Health Care

Will Oklahoma Push the Poorest into the Failing Obamacare Exchange?

April 26, 2016

Trent England

Last week, the nation’s largest health insurance company, UnitedHealth, confirmed it will pull out of the Obamacare exchange in Oklahoma and most other states. This is one more symptom of the failure of Obamacare. Oklahomans have opposed Obamacare from the very beginning, and most of our politicians claim to agree with their voters.

Yet some of these same politicians are now working to bring Pres. Obama’s Medicaid expansion to Oklahoma under the guise of “rebalancing.” The worst part of this plan is it would force the state’s poorest families into the failing insurance exchange.

Michael Cannon explained in Forbes what the UnitedHealth announcement means.

Last month, the Blue Cross Blue Shield Association, whose members are the largest players in the Exchanges, reported that Exchange enrollees are costlier than those with employer-based coverage, consuming on average 22% more care.

UnitedHealth generally didn’t have the lowest-cost premiums in the Exchanges. The fact that it still lost money provides further evidence of significant adverse selection. It suggests high-cost patients are shopping for the most comprehensive benefits, regardless of premium; that UnitedHealth offered coverage that was attractive to the sick; and the company thus attracted a particularly costly group of enrollees.

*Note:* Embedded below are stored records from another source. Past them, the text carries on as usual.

//! Fancy diagnostics support using `ariadne`.
//!
//! This module converts [`ParseErrorWithRange`] into `ariadne::Report`. The error carries the byte span of the offending line, so ariadne handles the row/column calculations for display.
//!
//! # Usage Example
//!
//! ```rust
//! use ksh_rs::{diagnostics::emit_ksh_error, ksh::{default_config, parse_ksh}};
//!
//! let source = "title=Test\r\n--\r\n100|00|--\r\n--\r\n";
//! if let Err(err) = parse_ksh(source, default_config()) {
//!     emit_ksh_error("test.ksh", source, &err).unwrap();
//! }
//! ```

use ariadne::{Color, Label, Report, ReportKind, Source};

use crate::ksh::parse::{ParseError, ParseErrorWithRange};

/// Simple source container that holds the filename and source text.
/// The reports index it by bytes, the same as the spans in [`ParseErrorWithRange`].
///
/// ```rust
/// use ksh_rs::diagnostics::SimpleSource;
///
/// let source_text = "title=test\r\n--\r\n";
/// let source = SimpleSource::new("test.ksh", source_text);
/// assert_eq!(source.text(), source_text);
/// assert_eq!(source.name(), "test.ksh");
/// ```
pub struct SimpleSource<'a> {
    /// Name of the source file.
    name: &'a str,
    /// Source text content.
    text: &'a str,
}

impl<'a> SimpleSource<'a> {
    /// Create a new source container instance.
    #[must_use]
    pub const fn new(name: &'a str, text: &'a str) -> Self {
        Self { name, text }
    }

    /// Get source text content.
    #[must_use]
    pub const fn text(&self) -> &'a str {
        self.text
    }

    /// Get source file name.
    #[must_use]
    pub const fn name(&self) -> &'a str {
        self.name
    }
}

/// Trait for converting positioned errors to `ariadne::Report`.
pub trait ToAriadne {
    /// Convert error to ariadne Report.
    ///
    /// `src` is used for the filename, and ariadne handles row/column calculation.
    fn to_report<'a>(&self, src: &SimpleSource<'a>)
    -> Report<'a, (String, std::ops::Range<usize>)>;
}

impl ToAriadne for ParseErrorWithRange {
    fn to_report<'a>(
        &self,
        src: &SimpleSource<'a>,
    ) -> Report<'a, (String, std::ops::Range<usize>)> {
        let range = self.range();
        let filename = src.name().to_string();
        let label = match self.content() {
            ParseError::MalformedHeader { .. } => "missing `=` between key and value",
            ParseError::InvalidButtons { .. } => "buttons must be 4 characters",
            ParseError::InvalidFx { .. } => "FX buttons must be 2 characters",
            ParseError::InvalidLaser { .. } => "lasers must be at least 2 characters",
        };
        Report::build(ReportKind::Error, (filename.clone(), range.clone()))
            .with_config(ariadne::Config::new().with_index_type(ariadne::IndexType::Byte))
            .with_message("parse: ".to_string() + &self.content().to_string())
            .with_label(
                Label::new((filename, range))
                    .with_message(label)
                    .with_color(Color::Red),
            )
            .finish()
    }
}

/// Renders the parse error to stderr.
///
/// # Parameters
/// * `name` - Name of the source file, used for display in diagnostic information
/// * `source` - Complete KSH source text, which the error came from
/// * `error` - The error to display
///
/// # Errors
///
/// Returns the error of writing to stderr.
pub fn emit_ksh_error(
    name: &str,
    source: &str,
    error: &ParseErrorWithRange,
) -> std::io::Result<()> {
    let simple = SimpleSource::new(name, source);
    let report = error.to_report(&simple);
    report.eprint((name.to_string(), Source::from(source)))
}

/// Builds the `ariadne::Report` of the parse error without printing.
#[must_use]
pub fn collect_ksh_report<'a>(
    name: &'a str,
    source: &'a str,
    error: &ParseErrorWithRange,
) -> Report<'a, (String, std::ops::Range<usize>)> {
    error.to_report(&SimpleSource::new(name, source))
}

OCPA has called repeatedly for Medicaid reforms that would control costs while ensuring the most vulnerable receive quality care. Instead of pursuing such reforms, bureaucrats at the Oklahoma Health Care Authority have spent years finding ways to increase their power and grow their budgets. That is what most bureaucracies do. It is surprising, however, that some legislators seem willing to violate campaign promises and make a short-term compromise that would throw the most vulnerable into a failing system. That is a measure of a far more serious kind of failure.